Print exactly the lines below between the line holding "changes the key." and the line holding "#[derive(Debug)]", inclusive, and nothing more.

**Material shown**
*** Block opens ***
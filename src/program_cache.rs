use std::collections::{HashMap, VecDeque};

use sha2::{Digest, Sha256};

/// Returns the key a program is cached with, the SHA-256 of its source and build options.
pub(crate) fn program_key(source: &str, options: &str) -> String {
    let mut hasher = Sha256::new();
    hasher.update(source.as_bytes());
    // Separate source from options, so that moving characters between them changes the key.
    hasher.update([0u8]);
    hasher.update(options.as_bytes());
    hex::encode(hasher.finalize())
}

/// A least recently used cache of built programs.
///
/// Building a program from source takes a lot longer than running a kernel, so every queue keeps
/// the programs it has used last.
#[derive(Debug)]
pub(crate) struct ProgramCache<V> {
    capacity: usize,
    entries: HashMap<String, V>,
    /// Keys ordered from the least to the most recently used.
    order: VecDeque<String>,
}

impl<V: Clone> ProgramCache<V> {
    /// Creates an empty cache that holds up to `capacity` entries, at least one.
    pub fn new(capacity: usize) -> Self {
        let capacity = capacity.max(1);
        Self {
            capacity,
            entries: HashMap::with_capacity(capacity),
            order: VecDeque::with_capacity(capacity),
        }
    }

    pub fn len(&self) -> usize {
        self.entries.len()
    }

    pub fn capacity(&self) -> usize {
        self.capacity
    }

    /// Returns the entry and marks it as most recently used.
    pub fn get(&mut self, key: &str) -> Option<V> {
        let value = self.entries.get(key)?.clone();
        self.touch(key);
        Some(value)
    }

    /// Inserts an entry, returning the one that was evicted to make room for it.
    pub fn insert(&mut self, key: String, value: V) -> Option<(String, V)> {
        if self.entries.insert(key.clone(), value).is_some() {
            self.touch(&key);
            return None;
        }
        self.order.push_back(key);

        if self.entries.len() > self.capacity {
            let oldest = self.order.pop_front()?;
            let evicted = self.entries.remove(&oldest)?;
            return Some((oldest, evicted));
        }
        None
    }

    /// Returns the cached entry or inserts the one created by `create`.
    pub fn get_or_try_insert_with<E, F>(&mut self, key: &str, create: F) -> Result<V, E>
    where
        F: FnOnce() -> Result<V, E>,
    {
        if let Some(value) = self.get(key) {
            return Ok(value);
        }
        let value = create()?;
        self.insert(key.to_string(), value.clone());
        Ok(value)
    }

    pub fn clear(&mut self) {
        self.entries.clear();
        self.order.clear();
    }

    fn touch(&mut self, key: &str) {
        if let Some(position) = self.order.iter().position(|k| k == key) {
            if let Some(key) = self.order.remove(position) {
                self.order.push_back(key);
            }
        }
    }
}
*** Block closes ***
**Answer**
    // Separate source from options, so that moving characters between them changes the key.
    hasher.update([0u8]);
    hasher.update(options.as_bytes());
    hex::encode(hasher.finalize())
}

/// A least recently used cache of built programs.
///
/// Building a program from source takes a lot longer than running a kernel, so every queue keeps
/// the programs it has used last.
#[derive(Debug)]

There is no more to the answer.